Le Togo porte un projet panafricain pour réinventer le Nouvel An africain

Le Togo affiche une nouvelle ambition culturelle et politique : repenser le découpage du temps à l’échelle du continent et consacrer un Nouvel An africain comme repère commun. L’annonce a été rendue publique mercredi 24 février 2026.
En sa qualité de président du Haut Comité sur la Décennie des racines africaines et de la diaspora africaine, le pays entend engager un processus collaboratif avec l’Union africaine ainsi qu’avec des spécialistes africains et issus de la diaspora.
Sortir du calendrier hérité de la colonisation
Dans un communiqué, le ministère des Affaires étrangères rappelle que les systèmes de comptage du temps en vigueur sur le continent reposent largement sur le calendrier grégorien, introduit durant la période coloniale. Un modèle qui aurait progressivement supplanté les calendriers endogènes africains, autrefois liés aux cycles cosmogoniques, agricoles et sociopolitiques.
Selon le document, cette uniformisation a favorisé une forme d’acculturation et une perte de repères identitaires. L’initiative togolaise vise ainsi à réhabiliter des références historiques, culturelles et cultuelles propres aux peuples africains, tout en plaidant pour leur reconnaissance comme patrimoine commun de l’humanité.
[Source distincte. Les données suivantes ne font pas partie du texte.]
mod common;

use axum::http::{Method, StatusCode};
use serde_json::json;

use common::{send_multipart, send_request, test_app, test_app_on_disk, Multipart};

#[tokio::test]
async fn test_get_returns_defaults_without_writing() {
    let app = test_app().await;

    let (status, response) =
        send_request(&app.router, Method::GET, "/api/v1/settings/navbar", None).await;
    assert_eq!(status, StatusCode::OK);
    assert_eq!(response["data"]["backgroundColor"], "#1a1a2e");
    assert_eq!(response["data"]["sticky"], true);

    assert_eq!(app.count_rows("settings_documents").await, 0);
}

#[tokio::test]
async fn test_post_then_get_round_trips_submitted_values() {
    let app = test_app().await;

    let (status, _) = send_request(
        &app.router,
        Method::POST,
        "/api/v1/settings/theme",
        Some(json!({"primaryColor": "#ff0000", "darkMode": false, "borderRadius": 4})),
    )
    .await;
    assert_eq!(status, StatusCode::OK);

    let (_, response) =
        send_request(&app.router, Method::GET, "/api/v1/settings/theme", None).await;
    let theme = &response["data"];
    assert_eq!(theme["primaryColor"], "#ff0000");
    assert_eq!(theme["darkMode"], false);
    assert_eq!(theme["borderRadius"], 4);
    // untouched fields keep their defaults
    assert_eq!(theme["accentColor"], "#22c55e");

    send_request(
        &app.router,
        Method::POST,
        "/api/v1/settings/theme",
        Some(json!({"accentColor": "#000"})),
    )
    .await;
    let (_, response) =
        send_request(&app.router, Method::GET, "/api/v1/settings/theme", None).await;
    assert_eq!(response["data"]["primaryColor"], "#ff0000");
    assert_eq!(response["data"]["accentColor"], "#000");
}

#[tokio::test]
async fn test_invalid_settings_are_rejected() {
    let app = test_app().await;

    for body in [
        json!({"unknownField": 1}),
        json!({"textColor": "red"}),
        json!({"fontSize": 2}),
        json!({"sticky": "yes"}),
    ] {
        let (status, response) = send_request(
            &app.router,
            Method::POST,
            "/api/v1/settings/navbar",
            Some(body),
        )
        .await;
        assert_eq!(status, StatusCode::BAD_REQUEST);
        assert_eq!(response["success"], false);
    }

    assert_eq!(app.count_rows("settings_documents").await, 0);
}

#[tokio::test]
async fn test_concurrent_first_saves_create_one_document() {
    let app = test_app_on_disk(4).await;

    let saves = (0..8).map(|i| {
        let router = app.router.clone();
        async move {
            send_request(
                &router,
                Method::POST,
                "/api/v1/settings/bottom-navbar",
                Some(json!({"fontSize": 10 + i})),
            )
            .await
        }
    });
    for (status, _) in futures::future::join_all(saves).await {
        assert_eq!(status, StatusCode::OK);
    }

    assert_eq!(app.count_rows("settings_documents").await, 1);
}

#[tokio::test]
async fn test_logo_partial_update_replaces_only_uploaded_fields() {
    let app = test_app().await;

    let (status, response) = send_multipart(
        &app.router,
        Method::POST,
        "/api/v1/logo",
        Multipart::new().image("mainLogo").image("favicon"),
    )
    .await;
    assert_eq!(status, StatusCode::OK);
    let main_logo = response["data"]["mainLogo"].as_str().unwrap().to_string();
    let favicon = response["data"]["favicon"].as_str().unwrap().to_string();
    assert!(response["data"]["mobileLogo"].is_null());

    let (status, response) = send_multipart(
        &app.router,
        Method::POST,
        "/api/v1/logo",
        Multipart::new().image("mainLogo"),
    )
    .await;
    assert_eq!(status, StatusCode::OK);
    let new_main_logo = response["data"]["mainLogo"].as_str().unwrap();

    assert_ne!(new_main_logo, main_logo);
    assert_eq!(response["data"]["favicon"], favicon.as_str());
    assert!(!app.upload_exists(&main_logo));
    assert!(app.upload_exists(new_main_logo));
    assert!(app.upload_exists(&favicon));
}

#[tokio::test]
async fn test_footer_text_and_social_links() {
    let app = test_app().await;

    let (status, response) = send_multipart(
        &app.router,
        Method::POST,
        "/api/v1/footer",
        Multipart::new()
            .text("copyrightText", "© 2024 Site")
            .image("licenseImage"),
    )
    .await;
    assert_eq!(status, StatusCode::OK);
    assert_eq!(response["data"]["copyrightText"], "© 2024 Site");
    assert!(response["data"]["licenseImage"].is_string());

    // Missing link URL: rejected with nothing left on disk
    let files_before = app.upload_files();
    let (status, _) = send_multipart(
        &app.router,
        Method::POST,
        "/api/v1/footer/social-links",
        Multipart::new().image("image"),
    )
    .await;
    assert_eq!(status, StatusCode::BAD_REQUEST);
    assert_eq!(app.upload_files(), files_before);

    let (status, response) = send_multipart(
        &app.router,
        Method::POST,
        "/api/v1/footer/social-links",
        Multipart::new()
            .text("linkUrl", "https://t.me/site")
            .image("image"),
    )
    .await;
    assert_eq!(status, StatusCode::CREATED);
    let links = response["data"]["socialLinks"].as_array().unwrap();
    assert_eq!(links.len(), 1);
    assert_eq!(response["data"]["copyrightText"], "© 2024 Site");
    let link_id = links[0]["id"].as_str().unwrap().to_string();
    let link_image = links[0]["imageUrl"].as_str().unwrap().to_string();
    assert!(app.upload_exists(&link_image));

    let (status, response) = send_request(
        &app.router,
        Method::DELETE,
        &format!("/api/v1/footer/social-links/{}", link_id),
        None,
    )
    .await;
    assert_eq!(status, StatusCode::OK);
    assert_eq!(response["data"]["id"], link_id.as_str());
    assert!(!app.upload_exists(&link_image));

    let (status, _) = send_request(
        &app.router,
        Method::DELETE,
        &format!("/api/v1/footer/social-links/{}", link_id),
        None,
    )
    .await;
    assert_eq!(status, StatusCode::NOT_FOUND);
}

#[tokio::test]
async fn test_footer_text_can_be_cleared() {
    let app = test_app().await;

    let (status, _) = send_multipart(
        &app.router,
        Method::POST,
        "/api/v1/footer",
        Multipart::new()
            .text("description", "Old text")
            .text("copyrightText", "© Site"),
    )
    .await;
    assert_eq!(status, StatusCode::OK);

    let (status, response) = send_multipart(
        &app.router,
        Method::POST,
        "/api/v1/footer",
        Multipart::new().text("description", ""),
    )
    .await;
    assert_eq!(status, StatusCode::OK);
    assert_eq!(response["data"]["description"], "");
    assert_eq!(response["data"]["copyrightText"], "© Site");

    let (_, response) = send_request(&app.router, Method::GET, "/api/v1/footer", None).await;
    assert_eq!(response["data"]["description"], "");

    // Colors still have to be valid
    let (status, _) = send_multipart(
        &app.router,
        Method::POST,
        "/api/v1/footer",
        Multipart::new().text("textColor", ""),
    )
    .await;
    assert_eq!(status, StatusCode::BAD_REQUEST);
}

#[tokio::test]
async fn test_concurrent_logo_saves_keep_only_the_current_file() {
    let app = test_app_on_disk(4).await;

    let saves = (0..6).map(|_| {
        let router = app.router.clone();
        async move {
            send_multipart(
                &router,
                Method::POST,
                "/api/v1/logo",
                Multipart::new().image("mainLogo"),
            )
            .await
        }
    });
    for (status, _) in futures::future::join_all(saves).await {
        assert_eq!(status, StatusCode::OK);
    }

    let (_, response) = send_request(&app.router, Method::GET, "/api/v1/logo", None).await;
    let main_logo = response["data"]["mainLogo"].as_str().unwrap().to_string();
    assert!(app.upload_exists(&main_logo));
    assert_eq!(app.upload_files().len(), 1);
    assert_eq!(app.count_rows("settings_documents").await, 1);
}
Un colloque international annoncé à Lomé
Prochaine étape : l’organisation d’un colloque international à Lomé, dont la date sera communiquée ultérieurement. Cette rencontre réunira des experts africains et de la diaspora afin de proposer des dates de célébration pour les fêtes africaines, en particulier le Nouvel An africain.
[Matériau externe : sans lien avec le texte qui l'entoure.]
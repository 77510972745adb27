//! Web layer module
//!
//! HTTP interface for the gamesite admin service. Handlers stay thin: they
//! parse and validate the request, call a repository (or the game launch
//! client) and wrap the result in the standard [`responses::ApiResponse`]
//! envelope.

use anyhow::Result;
use axum::{
    extract::DefaultBodyLimit,
    http::HeaderValue,
    routing::{delete, get, patch, post},
    Extension, Router,
};
use std::net::SocketAddr;
use tower_http::{
    cors::{AllowOrigin, Any, CorsLayer},
    services::ServeDir,
    trace::TraceLayer,
};
use tracing::{info, warn};

use crate::{
    config::Config,
    database::Database,
    game_launch::GameLaunchClient,
    models::BannerKind,
    repositories::{
        BannerRepository, FloatingSocialRepository, GameHistoryRepository, GameRepository,
        NoticeRepository, PaymentMethodRepository, PromotionRepository, SettingsRepository,
        SiteConfigRepository, WithdrawMethodRepository,
    },
    uploads::UploadStorage,
};

pub mod extractors;
pub mod handlers;
pub mod responses;

/// Shared state handed to every handler
#[derive(Clone)]
pub struct AppState {
    pub database: Database,
    pub config: Config,
    pub storage: UploadStorage,
    pub game_launch: GameLaunchClient,
    pub games: GameRepository,
    pub game_history: GameHistoryRepository,
    pub promotions: PromotionRepository,
    pub providers: BannerRepository,
    pub sliders: BannerRepository,
    pub sliders2: BannerRepository,
    pub payment_methods: PaymentMethodRepository,
    pub withdraw_methods: WithdrawMethodRepository,
    pub floating_socials: FloatingSocialRepository,
    pub notices: NoticeRepository,
    pub site_configs: SiteConfigRepository,
    pub settings: SettingsRepository,
}

impl AppState {
    pub fn new(config: Config, database: Database) -> Result<Self> {
        let pool = database.pool();
        let game_launch = GameLaunchClient::new(&config.game_launch)?;
        let storage = UploadStorage::new(config.storage.uploads_path.clone());

        Ok(Self {
            games: GameRepository::new(pool.clone()),
            game_history: GameHistoryRepository::new(pool.clone()),
            promotions: PromotionRepository::new(pool.clone()),
            providers: BannerRepository::new(pool.clone(), BannerKind::Provider),
            sliders: BannerRepository::new(pool.clone(), BannerKind::Slider),
            sliders2: BannerRepository::new(pool.clone(), BannerKind::Slider2),
            payment_methods: PaymentMethodRepository::new(pool.clone()),
            withdraw_methods: WithdrawMethodRepository::new(pool.clone()),
            floating_socials: FloatingSocialRepository::new(pool.clone()),
            notices: NoticeRepository::new(pool.clone()),
            site_configs: SiteConfigRepository::new(pool.clone()),
            settings: SettingsRepository::new(pool),
            database,
            config,
            storage,
            game_launch,
        })
    }

    /// Repository behind one of the banner mount points
    pub fn banners(&self, kind: BannerKind) -> &BannerRepository {
        match kind {
            BannerKind::Provider => &self.providers,
            BannerKind::Slider => &self.sliders,
            BannerKind::Slider2 => &self.sliders2,
        }
    }
}

/// Build the application router with all routes and middleware
pub fn build_router(state: AppState) -> Router {
    let cors = cors_layer(&state.config.web.cors_origins);
    let body_limit = state.config.web.max_upload_bytes;
    let uploads = ServeDir::new(state.storage.root());

    Router::new()
        .route("/health", get(handlers::health::health_check))
        .route("/ready", get(handlers::health::readiness_check))
        .nest("/api/v1", api_v1_routes())
        .nest_service("/uploads", uploads)
        .layer(DefaultBodyLimit::max(body_limit))
        .layer(cors)
        .layer(TraceLayer::new_for_http())
        .with_state(state)
}

fn cors_layer(origins: &[String]) -> CorsLayer {
    if origins.is_empty() {
        return CorsLayer::permissive();
    }

    let allowed: Vec<HeaderValue> = origins
        .iter()
        .filter_map(|origin| match origin.parse::<HeaderValue>() {
            Ok(value) => Some(value),
            Err(_) => {
                warn!("Ignoring invalid CORS origin '{}'", origin);
                None
            }
        })
        .collect();

    CorsLayer::new()
        .allow_origin(AllowOrigin::list(allowed))
        .allow_methods(Any)
        .allow_headers(Any)
}

/// API v1 routes
fn api_v1_routes() -> Router<AppState> {
    use handlers::{
        dashboard, floating_socials, footer, game_history, games, logo, notices,
        payment_methods, play_game, promotions, settings, site_configs, withdraw_methods,
    };
    use crate::models::{BottomNavbarSettings, NavbarSettings, ThemeSettings};

    Router::new()
        // Game catalog
        .route("/games", get(games::list_games).post(games::create_game))
        .route("/games/admin", get(games::list_all_games))
        .route(
            "/games/:id",
            get(games::get_game)
                .put(games::update_game)
                .delete(games::delete_game),
        )
        .route("/games/:id/status", patch(games::toggle_game_status))
        // Game launch relay
        .route("/playgame", post(play_game::play_game))
        // Bet history
        .route(
            "/game-history",
            get(game_history::list_game_history).post(game_history::create_game_history),
        )
        .route("/game-history/:id", get(game_history::get_game_history))
        .route(
            "/game-history/:id/status",
            patch(game_history::update_game_history_status),
        )
        // Promotions
        .route(
            "/promotions",
            get(promotions::list_promotions).post(promotions::create_promotion),
        )
        .route("/promotions/admin", get(promotions::list_promotions))
        .route(
            "/promotions/:id",
            get(promotions::get_promotion)
                .put(promotions::update_promotion)
                .delete(promotions::delete_promotion),
        )
        // Banner images
        .nest("/providers", banner_routes(BannerKind::Provider))
        .nest("/sliders", banner_routes(BannerKind::Slider))
        .nest("/sliders2", banner_routes(BannerKind::Slider2))
        // Payment methods
        .route(
            "/payment-methods",
            get(payment_methods::list_payment_methods).post(payment_methods::create_payment_method),
        )
        .route(
            "/payment-methods/admin",
            get(payment_methods::list_all_payment_methods),
        )
        .route(
            "/payment-methods/:id",
            get(payment_methods::get_payment_method)
                .put(payment_methods::update_payment_method)
                .delete(payment_methods::delete_payment_method),
        )
        .route(
            "/payment-methods/:id/status",
            patch(payment_methods::toggle_payment_method_status),
        )
        // Withdraw methods
        .route(
            "/withdraw-methods",
            get(withdraw_methods::list_withdraw_methods)
                .post(withdraw_methods::create_withdraw_method),
        )
        .route(
            "/withdraw-methods/admin",
            get(withdraw_methods::list_all_withdraw_methods),
        )
        .route(
            "/withdraw-methods/:id",
            get(withdraw_methods::get_withdraw_method)
                .put(withdraw_methods::update_withdraw_method)
                .delete(withdraw_methods::delete_withdraw_method),
        )
        .route(
            "/withdraw-methods/:id/status",
            patch(withdraw_methods::toggle_withdraw_method_status),
        )
        // Floating social buttons
        .route(
            "/floating-socials",
            get(floating_socials::list_floating_socials)
                .post(floating_socials::create_floating_social),
        )
        .route(
            "/floating-socials/admin",
            get(floating_socials::list_all_floating_socials),
        )
        .route(
            "/floating-socials/:id",
            get(floating_socials::get_floating_social)
                .put(floating_socials::update_floating_social)
                .delete(floating_socials::delete_floating_social),
        )
        .route(
            "/floating-socials/:id/status",
            patch(floating_socials::toggle_floating_social_status),
        )
        // Notices
        .route(
            "/notices",
            get(notices::current_notice).post(notices::create_notice),
        )
        .route("/notices/admin", get(notices::list_notices))
        .route(
            "/notices/:id",
            get(notices::get_notice)
                .put(notices::update_notice)
                .delete(notices::delete_notice),
        )
        .route("/notices/:id/status", patch(notices::toggle_notice_status))
        // Site configuration
        .route(
            "/site-configs",
            get(site_configs::active_site_config).post(site_configs::create_site_config),
        )
        .route("/site-configs/admin", get(site_configs::list_site_configs))
        .route(
            "/site-configs/:id",
            get(site_configs::get_site_config)
                .put(site_configs::update_site_config)
                .delete(site_configs::delete_site_config),
        )
        .route(
            "/site-configs/:id/activate",
            patch(site_configs::activate_site_config),
        )
        // Singleton style documents
        .route(
            "/settings/navbar",
            get(settings::get_settings::<NavbarSettings>)
                .post(settings::save_settings::<NavbarSettings>),
        )
        .route(
            "/settings/bottom-navbar",
            get(settings::get_settings::<BottomNavbarSettings>)
                .post(settings::save_settings::<BottomNavbarSettings>),
        )
        .route(
            "/settings/theme",
            get(settings::get_settings::<ThemeSettings>)
                .post(settings::save_settings::<ThemeSettings>),
        )
        // Footer and logo image sets
        .route("/footer", get(footer::get_footer).post(footer::save_footer))
        .route("/footer/social-links", post(footer::add_social_link))
        .route(
            "/footer/social-links/:link_id",
            delete(footer::remove_social_link),
        )
        .route("/logo", get(logo::get_logo).post(logo::save_logo))
        // Dashboard
        .route("/dashboard/summary", get(dashboard::summary))
}

/// Routes shared by the provider, slider and slider2 collections
fn banner_routes(kind: BannerKind) -> Router<AppState> {
    use handlers::banners;

    Router::new()
        .route("/", get(banners::list_banners).post(banners::create_banner))
        .route("/admin", get(banners::list_banners))
        .route(
            "/:id",
            get(banners::get_banner)
                .put(banners::update_banner)
                .delete(banners::delete_banner),
        )
        .layer(Extension(kind))
}

/// HTTP server wrapping the application router
pub struct WebServer {
    app: Router,
    addr: SocketAddr,
}

impl WebServer {
    pub fn new(config: Config, database: Database) -> Result<Self> {
        let addr: SocketAddr = format!("{}:{}", config.web.host, config.web.port).parse()?;
        let state = AppState::new(config, database)?;

        Ok(Self {
            app: build_router(state),
            addr,
        })
    }

    pub async fn serve(self) -> Result<()> {
        let listener = tokio::net::TcpListener::bind(&self.addr).await?;
        info!("Web server listening on http://{}", self.addr);

        axum::serve(listener, self.app).await?;
        Ok(())
    }

    pub fn host(&self) -> String {
        self.addr.ip().to_string()
    }

    pub fn port(&self) -> u16 {
        self.addr.port()
    }
}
Les conclusions seront ensuite transmises à la Commission de l’Union africaine pour examen et éventuelle mise en œuvre.
Pour le Professeur Robert Dussey, chef de la diplomatie togolaise, la démarche s’inscrit dans la continuité des résolutions du 9e Congrès panafricain tenu à Lomé du 8 au 12 décembre 2025. Ce rendez-vous avait mis en avant la décolonisation des esprits et la réinvention de soi comme piliers du renouveau africain.
« En réaffirmant cette ambition, le Togo cherche à positionner l’Afrique comme une puissance autonome capable d’auto-référence et de définir sa propre voie de développement », souligne le communiqué.
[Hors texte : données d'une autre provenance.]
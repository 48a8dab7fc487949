//! Penalty (prior) layer of the joint prevalence model.
//!
//! Purpose
//! -------
//! Compute the scalar negative log prior added to the objective. Nine
//! prior groups regularize the parameter vector:
//!
//! - three half-normal priors (scale 2.5) on the standard deviations,
//!   evaluated on the log scale with an explicit Jacobian correction,
//! - three Gaussian priors on the intercepts
//!   (`beta_prev ~ N(−2, 1)`, `beta_anc ~ N(0, 1)`, `beta_art ~ N(0, 1)`),
//! - three iid standard-normal priors over the random-effect vectors,
//!   summed across regions.
//!
//! The Jacobian term
//! -----------------
//! Each scale is optimized as `log_sigma` but its prior is specified on
//! the constrained scale `sigma = exp(log_sigma) > 0`. The change of
//! variables contributes `+log_sigma` to the log prior density:
//!
//! `log p(log_sigma) = log N(sigma; 0, 2.5) + log_sigma`
//!
//! The term is kept explicit here — folding it into a generic prior
//! abstraction silently shifts the posterior mode when it is dropped.
//!
//! Conventions
//! -----------
//! - Sign convention is negative-log: the return value of [`penalty`]
//!   is **added** to the running negative log-likelihood.
//! - All densities are evaluated through `statrs` normals; constructor
//!   failures (impossible for these fixed hyperparameters, but typed)
//!   propagate as `ModelError::PriorDensity`.
//!
//! Testing notes
//! -------------
//! - Unit tests check the closed-form value for a zero parameter vector,
//!   permutation equivariance over regions, and the presence of the
//!   Jacobian term.
use crate::model::{core::params::ParamView, errors::ModelResult};
use statrs::distribution::{Continuous, Normal};

/// Prior scale of the half-normal on each standard deviation.
pub const SIGMA_PRIOR_SCALE: f64 = 2.5;

/// Prior mean of the survey intercept (baseline logit prevalence).
pub const BETA_PREV_PRIOR_MEAN: f64 = -2.0;

/// Negative log prior for one parameter view.
///
/// Sums the nine prior groups described in the module docs into a single
/// scalar. Output is finite for every finite input: the half-normal
/// density is evaluated at `sigma = exp(log_sigma) > 0` and the Gaussian
/// terms are quadratic.
///
/// # Errors
/// - `ModelError::PriorDensity` if a `statrs` normal cannot be
///   constructed (fixed hyperparameters make this unreachable in
///   practice, but the error path is typed rather than panicking).
pub fn penalty(params: &ParamView<'_>) -> ModelResult<f64> {
    let half_normal = Normal::new(0.0, SIGMA_PRIOR_SCALE)?;
    let std_normal = Normal::new(0.0, 1.0)?;
    let beta_prev_prior = Normal::new(BETA_PREV_PRIOR_MEAN, 1.0)?;

    let mut nlp = 0.0;

    // Scales: half-normal on sigma plus the log-scale Jacobian.
    for log_sigma in
        [params.log_sigma_phi_prev, params.log_sigma_b_anc, params.log_sigma_phi_art]
    {
        let sigma = log_sigma.exp();
        nlp -= half_normal.ln_pdf(sigma) + log_sigma;
    }

    // Intercepts.
    nlp -= beta_prev_prior.ln_pdf(params.beta_prev);
    nlp -= std_normal.ln_pdf(params.beta_anc);
    nlp -= std_normal.ln_pdf(params.beta_art);

    // Random effects: iid standard normal, summed over regions.
    for effects in [&params.phi_prev, &params.b_anc, &params.phi_art] {
        for &value in effects.iter() {
            nlp -= std_normal.ln_pdf(value);
        }
    }

    Ok(nlp)
}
Un modèle inspiré d’autres civilisations
Pour illustrer sa légitimité, le texte évoque plusieurs exemples internationaux : le Nouvel An chinois (Chūnjié), les célébrations en Israël, la fête indienne de Diwali ou encore l’Enkutatash éthiopien. Autant de repères temporels propres à des civilisations qui ont su préserver leurs traditions tout en s’insérant dans la dynamique mondiale.
L’objectif affiché est clair : faire du Nouvel An africain un marqueur identitaire fédérateur, dépassant le folklore pour devenir un symbole d’unité et de reconnaissance culturelle.
Intégration africaine et affirmation identitaire
Au-delà de la dimension symbolique, l’initiative s’inscrit dans une vision plus large d’intégration régionale et continentale. Selon le communiqué, redéfinir les repères calendaires africains contribuerait à renforcer l’identité collective du continent dans un contexte international marqué par la multipolarité.
Les prochaines étapes porteront sur la tenue du colloque à Lomé, la validation des propositions issues des travaux et leur transmission aux instances compétentes de l’Union africaine dans le cadre du programme de la Déclaration et de la Décennie des racines africaines et de la diaspora.